# Task to complete
Reproduce exactly the lines from the top of the records below through the line holding "pub type CreatedHook<'a>".

# Data for this task
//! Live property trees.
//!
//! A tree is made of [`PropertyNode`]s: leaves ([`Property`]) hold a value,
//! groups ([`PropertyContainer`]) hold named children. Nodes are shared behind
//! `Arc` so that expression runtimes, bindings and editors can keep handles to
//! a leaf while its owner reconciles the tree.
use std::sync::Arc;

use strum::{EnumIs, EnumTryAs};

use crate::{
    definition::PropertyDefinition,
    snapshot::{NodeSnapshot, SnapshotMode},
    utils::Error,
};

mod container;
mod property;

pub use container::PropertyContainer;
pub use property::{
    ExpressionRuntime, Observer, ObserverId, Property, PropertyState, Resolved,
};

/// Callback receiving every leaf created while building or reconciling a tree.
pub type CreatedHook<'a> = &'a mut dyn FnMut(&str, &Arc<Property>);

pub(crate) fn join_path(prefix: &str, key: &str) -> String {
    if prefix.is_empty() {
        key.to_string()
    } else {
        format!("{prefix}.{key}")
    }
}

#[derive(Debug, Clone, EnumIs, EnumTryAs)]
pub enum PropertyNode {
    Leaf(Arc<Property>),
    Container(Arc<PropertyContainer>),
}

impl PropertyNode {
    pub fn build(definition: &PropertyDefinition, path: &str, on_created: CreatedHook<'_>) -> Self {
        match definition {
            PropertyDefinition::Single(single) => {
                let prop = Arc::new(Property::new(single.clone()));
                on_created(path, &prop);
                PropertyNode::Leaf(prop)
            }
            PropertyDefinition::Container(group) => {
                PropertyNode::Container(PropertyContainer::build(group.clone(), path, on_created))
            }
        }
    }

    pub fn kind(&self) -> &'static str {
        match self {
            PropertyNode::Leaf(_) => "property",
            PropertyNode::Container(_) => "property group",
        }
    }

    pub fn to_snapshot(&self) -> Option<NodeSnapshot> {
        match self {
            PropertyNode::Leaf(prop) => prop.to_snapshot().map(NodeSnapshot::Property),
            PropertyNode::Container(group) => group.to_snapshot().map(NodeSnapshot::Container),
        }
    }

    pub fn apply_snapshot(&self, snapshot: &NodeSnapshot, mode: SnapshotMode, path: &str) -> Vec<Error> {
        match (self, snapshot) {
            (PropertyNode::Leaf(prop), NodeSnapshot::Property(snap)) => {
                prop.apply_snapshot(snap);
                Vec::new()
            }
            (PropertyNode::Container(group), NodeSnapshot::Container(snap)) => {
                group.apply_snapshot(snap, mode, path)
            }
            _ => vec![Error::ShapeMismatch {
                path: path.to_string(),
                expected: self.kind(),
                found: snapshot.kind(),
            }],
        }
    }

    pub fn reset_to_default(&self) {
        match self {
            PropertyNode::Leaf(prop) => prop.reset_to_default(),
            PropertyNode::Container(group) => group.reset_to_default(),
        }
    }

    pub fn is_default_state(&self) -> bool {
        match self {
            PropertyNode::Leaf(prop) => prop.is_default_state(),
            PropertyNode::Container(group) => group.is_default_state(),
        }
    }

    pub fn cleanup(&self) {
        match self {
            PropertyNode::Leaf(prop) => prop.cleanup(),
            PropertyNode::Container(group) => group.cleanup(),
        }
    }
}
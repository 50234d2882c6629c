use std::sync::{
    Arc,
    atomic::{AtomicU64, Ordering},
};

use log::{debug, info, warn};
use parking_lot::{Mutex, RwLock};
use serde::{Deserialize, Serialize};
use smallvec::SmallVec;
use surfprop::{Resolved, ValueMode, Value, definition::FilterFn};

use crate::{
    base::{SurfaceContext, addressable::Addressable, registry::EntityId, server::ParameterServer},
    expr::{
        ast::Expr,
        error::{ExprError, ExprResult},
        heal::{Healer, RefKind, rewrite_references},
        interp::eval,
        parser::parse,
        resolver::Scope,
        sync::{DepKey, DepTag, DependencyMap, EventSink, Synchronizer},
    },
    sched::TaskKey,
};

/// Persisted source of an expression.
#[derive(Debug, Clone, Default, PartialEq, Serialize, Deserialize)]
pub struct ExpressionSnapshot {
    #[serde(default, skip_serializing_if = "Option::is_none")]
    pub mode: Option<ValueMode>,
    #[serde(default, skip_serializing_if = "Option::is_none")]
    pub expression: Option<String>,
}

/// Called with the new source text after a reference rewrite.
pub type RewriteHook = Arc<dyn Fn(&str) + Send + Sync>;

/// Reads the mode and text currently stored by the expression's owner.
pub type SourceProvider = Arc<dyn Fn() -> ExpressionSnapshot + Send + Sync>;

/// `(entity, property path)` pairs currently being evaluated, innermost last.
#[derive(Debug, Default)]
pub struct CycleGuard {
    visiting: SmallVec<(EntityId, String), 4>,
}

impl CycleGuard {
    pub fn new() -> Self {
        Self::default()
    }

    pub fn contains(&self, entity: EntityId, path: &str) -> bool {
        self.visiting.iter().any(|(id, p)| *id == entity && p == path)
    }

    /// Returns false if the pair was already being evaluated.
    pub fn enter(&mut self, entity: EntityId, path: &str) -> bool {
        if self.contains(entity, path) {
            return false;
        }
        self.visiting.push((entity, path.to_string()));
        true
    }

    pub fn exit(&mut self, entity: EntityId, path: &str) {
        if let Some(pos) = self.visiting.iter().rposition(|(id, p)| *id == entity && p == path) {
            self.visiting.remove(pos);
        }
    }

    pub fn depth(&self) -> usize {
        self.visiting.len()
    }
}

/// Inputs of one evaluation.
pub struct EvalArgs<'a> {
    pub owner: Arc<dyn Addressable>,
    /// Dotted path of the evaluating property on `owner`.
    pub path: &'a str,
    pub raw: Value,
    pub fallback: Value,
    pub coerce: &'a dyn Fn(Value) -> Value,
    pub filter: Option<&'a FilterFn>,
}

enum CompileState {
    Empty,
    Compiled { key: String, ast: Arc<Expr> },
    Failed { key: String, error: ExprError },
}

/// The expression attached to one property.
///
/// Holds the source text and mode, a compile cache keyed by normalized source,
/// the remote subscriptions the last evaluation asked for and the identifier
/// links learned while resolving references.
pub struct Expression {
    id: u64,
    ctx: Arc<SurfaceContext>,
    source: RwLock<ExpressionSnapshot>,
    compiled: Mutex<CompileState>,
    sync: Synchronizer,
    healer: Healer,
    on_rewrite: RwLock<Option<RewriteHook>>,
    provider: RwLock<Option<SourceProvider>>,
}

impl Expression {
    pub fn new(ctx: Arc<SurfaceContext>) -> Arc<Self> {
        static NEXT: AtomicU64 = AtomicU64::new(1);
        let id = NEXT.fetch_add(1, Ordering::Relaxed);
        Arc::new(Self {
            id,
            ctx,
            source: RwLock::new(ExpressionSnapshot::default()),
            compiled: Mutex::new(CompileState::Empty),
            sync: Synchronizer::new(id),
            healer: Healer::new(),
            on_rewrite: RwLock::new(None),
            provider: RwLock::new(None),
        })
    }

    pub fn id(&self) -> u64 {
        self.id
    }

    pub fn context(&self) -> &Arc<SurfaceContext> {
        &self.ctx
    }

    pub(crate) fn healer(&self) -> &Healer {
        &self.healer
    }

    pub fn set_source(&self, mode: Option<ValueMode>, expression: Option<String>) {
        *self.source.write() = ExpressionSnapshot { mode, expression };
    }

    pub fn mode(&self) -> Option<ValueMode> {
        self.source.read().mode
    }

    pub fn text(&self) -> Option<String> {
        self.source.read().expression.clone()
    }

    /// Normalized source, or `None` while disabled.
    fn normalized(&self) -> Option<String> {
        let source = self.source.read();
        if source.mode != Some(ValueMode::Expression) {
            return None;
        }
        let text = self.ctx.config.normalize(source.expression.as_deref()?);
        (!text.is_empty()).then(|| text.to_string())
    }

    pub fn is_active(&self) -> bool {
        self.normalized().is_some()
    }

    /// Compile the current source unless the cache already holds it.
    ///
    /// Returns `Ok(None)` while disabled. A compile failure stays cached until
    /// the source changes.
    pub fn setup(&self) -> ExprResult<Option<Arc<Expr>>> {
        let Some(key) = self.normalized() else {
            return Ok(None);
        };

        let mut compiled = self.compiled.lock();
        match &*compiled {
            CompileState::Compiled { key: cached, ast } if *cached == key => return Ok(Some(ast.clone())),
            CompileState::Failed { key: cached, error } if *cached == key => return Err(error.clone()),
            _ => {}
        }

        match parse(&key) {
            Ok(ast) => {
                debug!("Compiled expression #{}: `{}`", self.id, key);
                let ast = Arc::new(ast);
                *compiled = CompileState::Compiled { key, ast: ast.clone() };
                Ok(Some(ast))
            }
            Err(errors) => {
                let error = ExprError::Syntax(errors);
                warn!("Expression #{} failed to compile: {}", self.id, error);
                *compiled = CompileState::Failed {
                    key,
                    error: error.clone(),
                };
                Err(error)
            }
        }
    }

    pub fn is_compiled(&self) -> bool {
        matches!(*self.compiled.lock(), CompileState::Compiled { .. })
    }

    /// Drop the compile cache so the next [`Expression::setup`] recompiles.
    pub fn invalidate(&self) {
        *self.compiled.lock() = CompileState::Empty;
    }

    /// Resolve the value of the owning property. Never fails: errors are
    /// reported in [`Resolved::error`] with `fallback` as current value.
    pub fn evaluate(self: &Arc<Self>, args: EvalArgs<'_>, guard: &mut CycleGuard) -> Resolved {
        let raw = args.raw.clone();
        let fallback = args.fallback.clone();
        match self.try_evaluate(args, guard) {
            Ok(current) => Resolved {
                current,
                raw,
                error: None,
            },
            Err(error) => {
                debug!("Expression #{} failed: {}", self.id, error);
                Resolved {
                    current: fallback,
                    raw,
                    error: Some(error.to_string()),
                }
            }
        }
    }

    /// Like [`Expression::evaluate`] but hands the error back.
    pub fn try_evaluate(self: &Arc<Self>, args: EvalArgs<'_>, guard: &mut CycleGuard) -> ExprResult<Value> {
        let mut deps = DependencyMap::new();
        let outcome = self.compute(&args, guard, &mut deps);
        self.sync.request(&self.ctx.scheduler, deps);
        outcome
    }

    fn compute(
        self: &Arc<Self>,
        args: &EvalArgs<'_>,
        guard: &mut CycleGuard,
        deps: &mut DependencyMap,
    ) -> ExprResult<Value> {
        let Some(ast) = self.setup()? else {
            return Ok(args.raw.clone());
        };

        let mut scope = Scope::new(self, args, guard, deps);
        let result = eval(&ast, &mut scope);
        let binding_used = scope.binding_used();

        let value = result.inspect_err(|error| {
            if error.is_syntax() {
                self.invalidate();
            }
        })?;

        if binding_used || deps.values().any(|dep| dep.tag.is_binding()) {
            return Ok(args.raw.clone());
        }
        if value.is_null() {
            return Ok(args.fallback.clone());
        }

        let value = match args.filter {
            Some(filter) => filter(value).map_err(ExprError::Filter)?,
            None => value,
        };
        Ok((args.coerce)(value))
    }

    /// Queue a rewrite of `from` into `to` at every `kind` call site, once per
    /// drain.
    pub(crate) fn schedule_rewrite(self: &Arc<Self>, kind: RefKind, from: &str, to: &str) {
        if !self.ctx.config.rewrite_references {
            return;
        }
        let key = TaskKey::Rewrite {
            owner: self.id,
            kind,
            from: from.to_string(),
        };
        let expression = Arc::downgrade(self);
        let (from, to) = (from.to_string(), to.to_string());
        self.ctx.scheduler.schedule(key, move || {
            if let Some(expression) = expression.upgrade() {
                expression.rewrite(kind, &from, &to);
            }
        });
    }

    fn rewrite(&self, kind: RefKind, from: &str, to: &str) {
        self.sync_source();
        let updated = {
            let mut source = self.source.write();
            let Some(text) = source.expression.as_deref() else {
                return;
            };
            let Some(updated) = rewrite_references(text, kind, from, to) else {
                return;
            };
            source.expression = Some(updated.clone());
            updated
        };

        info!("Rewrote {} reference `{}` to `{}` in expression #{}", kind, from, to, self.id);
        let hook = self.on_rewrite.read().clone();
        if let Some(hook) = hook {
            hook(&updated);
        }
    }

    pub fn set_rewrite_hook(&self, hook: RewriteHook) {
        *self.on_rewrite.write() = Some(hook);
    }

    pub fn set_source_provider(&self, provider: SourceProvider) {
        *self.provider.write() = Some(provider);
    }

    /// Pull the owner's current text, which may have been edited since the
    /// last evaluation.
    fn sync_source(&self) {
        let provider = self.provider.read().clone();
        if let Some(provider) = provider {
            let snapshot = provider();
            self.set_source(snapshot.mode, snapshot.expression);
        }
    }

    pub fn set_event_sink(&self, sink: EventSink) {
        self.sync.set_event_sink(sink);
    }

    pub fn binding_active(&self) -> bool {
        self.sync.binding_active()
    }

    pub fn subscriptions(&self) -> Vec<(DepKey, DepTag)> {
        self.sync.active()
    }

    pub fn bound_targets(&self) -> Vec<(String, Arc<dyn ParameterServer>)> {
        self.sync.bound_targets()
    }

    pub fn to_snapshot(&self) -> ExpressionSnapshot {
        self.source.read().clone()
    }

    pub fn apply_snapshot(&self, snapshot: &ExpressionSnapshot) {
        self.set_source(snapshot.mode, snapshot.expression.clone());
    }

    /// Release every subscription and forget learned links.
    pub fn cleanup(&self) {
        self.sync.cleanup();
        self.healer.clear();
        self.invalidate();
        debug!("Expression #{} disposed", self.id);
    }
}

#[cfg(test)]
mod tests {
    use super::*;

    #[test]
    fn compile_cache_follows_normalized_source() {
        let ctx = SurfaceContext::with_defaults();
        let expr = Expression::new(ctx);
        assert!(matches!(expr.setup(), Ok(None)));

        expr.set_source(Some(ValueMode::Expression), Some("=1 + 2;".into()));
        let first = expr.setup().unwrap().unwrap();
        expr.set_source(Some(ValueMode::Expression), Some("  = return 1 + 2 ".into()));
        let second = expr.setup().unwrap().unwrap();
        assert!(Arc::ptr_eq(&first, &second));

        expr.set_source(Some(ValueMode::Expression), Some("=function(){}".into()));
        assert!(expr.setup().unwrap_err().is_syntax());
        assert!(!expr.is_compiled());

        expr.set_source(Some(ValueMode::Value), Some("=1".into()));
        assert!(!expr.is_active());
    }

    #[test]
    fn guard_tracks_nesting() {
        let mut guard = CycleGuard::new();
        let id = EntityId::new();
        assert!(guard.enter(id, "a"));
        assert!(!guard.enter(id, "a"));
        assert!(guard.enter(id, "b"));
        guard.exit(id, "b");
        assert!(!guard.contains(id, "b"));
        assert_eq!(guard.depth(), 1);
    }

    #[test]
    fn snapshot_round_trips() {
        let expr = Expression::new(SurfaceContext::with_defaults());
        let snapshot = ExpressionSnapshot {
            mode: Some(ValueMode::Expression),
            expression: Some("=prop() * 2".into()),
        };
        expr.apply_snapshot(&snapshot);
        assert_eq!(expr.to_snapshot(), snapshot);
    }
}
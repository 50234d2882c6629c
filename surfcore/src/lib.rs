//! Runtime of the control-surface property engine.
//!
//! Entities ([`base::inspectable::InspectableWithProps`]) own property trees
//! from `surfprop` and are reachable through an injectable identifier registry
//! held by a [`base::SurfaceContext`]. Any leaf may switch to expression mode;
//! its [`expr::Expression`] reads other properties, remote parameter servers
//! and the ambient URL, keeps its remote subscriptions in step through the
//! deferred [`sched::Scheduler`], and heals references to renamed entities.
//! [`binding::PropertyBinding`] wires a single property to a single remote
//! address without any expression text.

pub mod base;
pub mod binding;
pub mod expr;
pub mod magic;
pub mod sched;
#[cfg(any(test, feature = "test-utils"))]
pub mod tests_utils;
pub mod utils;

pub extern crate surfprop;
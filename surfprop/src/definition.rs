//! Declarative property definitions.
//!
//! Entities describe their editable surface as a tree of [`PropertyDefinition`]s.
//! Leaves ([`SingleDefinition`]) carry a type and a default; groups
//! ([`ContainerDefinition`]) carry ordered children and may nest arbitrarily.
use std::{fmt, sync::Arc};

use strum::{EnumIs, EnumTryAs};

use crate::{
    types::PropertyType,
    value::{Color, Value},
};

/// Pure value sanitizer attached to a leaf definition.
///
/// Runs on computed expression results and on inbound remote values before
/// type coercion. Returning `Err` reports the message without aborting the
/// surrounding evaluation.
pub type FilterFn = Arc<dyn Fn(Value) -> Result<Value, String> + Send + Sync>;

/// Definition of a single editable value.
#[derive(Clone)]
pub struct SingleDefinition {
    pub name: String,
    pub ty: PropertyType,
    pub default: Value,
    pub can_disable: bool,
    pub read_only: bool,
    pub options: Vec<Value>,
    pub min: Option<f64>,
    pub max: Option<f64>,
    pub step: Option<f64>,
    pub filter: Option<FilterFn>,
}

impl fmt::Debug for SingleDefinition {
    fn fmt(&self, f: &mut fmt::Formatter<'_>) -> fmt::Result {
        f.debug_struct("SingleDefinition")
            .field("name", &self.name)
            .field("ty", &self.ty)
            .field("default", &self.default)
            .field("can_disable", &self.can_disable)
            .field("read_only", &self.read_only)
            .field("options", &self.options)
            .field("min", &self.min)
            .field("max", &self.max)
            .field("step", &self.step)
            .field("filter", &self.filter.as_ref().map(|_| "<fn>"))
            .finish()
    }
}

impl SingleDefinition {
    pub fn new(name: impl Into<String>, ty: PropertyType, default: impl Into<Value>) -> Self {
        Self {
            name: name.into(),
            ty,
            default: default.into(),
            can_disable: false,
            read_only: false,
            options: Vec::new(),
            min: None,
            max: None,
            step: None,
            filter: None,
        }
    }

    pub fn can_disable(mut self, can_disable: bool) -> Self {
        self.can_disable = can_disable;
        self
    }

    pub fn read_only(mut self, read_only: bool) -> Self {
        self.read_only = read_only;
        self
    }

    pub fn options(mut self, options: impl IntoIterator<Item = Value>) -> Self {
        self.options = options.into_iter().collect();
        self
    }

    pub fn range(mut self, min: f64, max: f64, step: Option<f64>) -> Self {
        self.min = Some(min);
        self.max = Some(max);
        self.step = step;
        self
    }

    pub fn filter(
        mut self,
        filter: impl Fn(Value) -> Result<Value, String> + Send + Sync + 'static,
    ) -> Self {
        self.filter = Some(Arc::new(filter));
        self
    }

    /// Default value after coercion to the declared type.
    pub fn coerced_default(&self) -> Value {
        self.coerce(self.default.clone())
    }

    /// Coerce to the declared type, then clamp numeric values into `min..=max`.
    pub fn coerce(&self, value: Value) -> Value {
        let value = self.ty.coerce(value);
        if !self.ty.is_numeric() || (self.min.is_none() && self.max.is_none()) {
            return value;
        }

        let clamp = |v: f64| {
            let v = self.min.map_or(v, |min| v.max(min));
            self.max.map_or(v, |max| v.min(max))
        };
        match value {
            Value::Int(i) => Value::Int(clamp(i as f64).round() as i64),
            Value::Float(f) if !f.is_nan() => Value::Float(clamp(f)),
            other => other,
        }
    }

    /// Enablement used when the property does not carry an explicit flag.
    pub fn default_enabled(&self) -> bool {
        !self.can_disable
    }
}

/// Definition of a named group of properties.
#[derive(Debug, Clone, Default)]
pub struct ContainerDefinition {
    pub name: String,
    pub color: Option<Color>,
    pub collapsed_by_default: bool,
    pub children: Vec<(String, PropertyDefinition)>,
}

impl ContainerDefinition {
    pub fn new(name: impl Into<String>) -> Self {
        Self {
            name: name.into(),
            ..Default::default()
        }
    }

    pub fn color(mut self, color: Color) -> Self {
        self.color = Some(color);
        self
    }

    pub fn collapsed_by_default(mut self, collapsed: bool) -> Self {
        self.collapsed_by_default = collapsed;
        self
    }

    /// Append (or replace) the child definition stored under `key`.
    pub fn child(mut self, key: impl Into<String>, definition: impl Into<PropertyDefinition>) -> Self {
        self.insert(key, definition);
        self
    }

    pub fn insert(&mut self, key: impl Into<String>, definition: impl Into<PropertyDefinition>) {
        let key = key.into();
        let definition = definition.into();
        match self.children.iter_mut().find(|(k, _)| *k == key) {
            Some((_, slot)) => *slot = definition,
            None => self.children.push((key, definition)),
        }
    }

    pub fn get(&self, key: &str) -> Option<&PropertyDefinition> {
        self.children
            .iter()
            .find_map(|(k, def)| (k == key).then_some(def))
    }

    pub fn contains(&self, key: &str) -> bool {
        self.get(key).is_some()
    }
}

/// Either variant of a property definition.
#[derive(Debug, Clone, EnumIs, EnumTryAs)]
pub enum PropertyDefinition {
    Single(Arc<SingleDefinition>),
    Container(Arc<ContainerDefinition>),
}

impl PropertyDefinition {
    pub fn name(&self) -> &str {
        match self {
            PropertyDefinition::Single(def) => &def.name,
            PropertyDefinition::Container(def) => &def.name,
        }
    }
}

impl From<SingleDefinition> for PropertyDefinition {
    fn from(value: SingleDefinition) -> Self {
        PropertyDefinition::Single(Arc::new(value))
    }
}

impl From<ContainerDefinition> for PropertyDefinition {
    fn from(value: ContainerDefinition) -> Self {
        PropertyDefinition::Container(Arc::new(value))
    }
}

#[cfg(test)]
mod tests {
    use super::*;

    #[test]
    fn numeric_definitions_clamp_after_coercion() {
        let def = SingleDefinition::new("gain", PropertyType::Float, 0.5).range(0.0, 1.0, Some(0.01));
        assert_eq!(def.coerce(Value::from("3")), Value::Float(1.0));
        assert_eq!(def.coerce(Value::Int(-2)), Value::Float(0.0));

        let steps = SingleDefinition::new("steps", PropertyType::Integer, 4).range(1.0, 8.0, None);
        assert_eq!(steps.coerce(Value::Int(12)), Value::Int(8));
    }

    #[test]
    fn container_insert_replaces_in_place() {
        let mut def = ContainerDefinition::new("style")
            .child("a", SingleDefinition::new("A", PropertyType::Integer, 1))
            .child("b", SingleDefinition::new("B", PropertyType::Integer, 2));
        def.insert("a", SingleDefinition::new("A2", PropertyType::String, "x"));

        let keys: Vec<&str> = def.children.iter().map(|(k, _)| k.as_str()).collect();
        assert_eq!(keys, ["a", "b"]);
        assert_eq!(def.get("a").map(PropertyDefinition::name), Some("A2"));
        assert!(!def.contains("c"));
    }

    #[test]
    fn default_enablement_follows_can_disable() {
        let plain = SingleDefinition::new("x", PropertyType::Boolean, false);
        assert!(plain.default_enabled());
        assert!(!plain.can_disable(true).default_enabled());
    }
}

# The completed task
//! Live property trees.
//!
//! A tree is made of [`PropertyNode`]s: leaves ([`Property`]) hold a value,
//! groups ([`PropertyContainer`]) hold named children. Nodes are shared behind
//! `Arc` so that expression runtimes, bindings and editors can keep handles to
//! a leaf while its owner reconciles the tree.
use std::sync::Arc;

use strum::{EnumIs, EnumTryAs};

use crate::{
    definition::PropertyDefinition,
    snapshot::{NodeSnapshot, SnapshotMode},
    utils::Error,
};

mod container;
mod property;

pub use container::PropertyContainer;
pub use property::{
    ExpressionRuntime, Observer, ObserverId, Property, PropertyState, Resolved,
};

/// Callback receiving every leaf created while building or reconciling a tree.
pub type CreatedHook<'a> = &'a mut dyn FnMut(&str, &Arc<Property>);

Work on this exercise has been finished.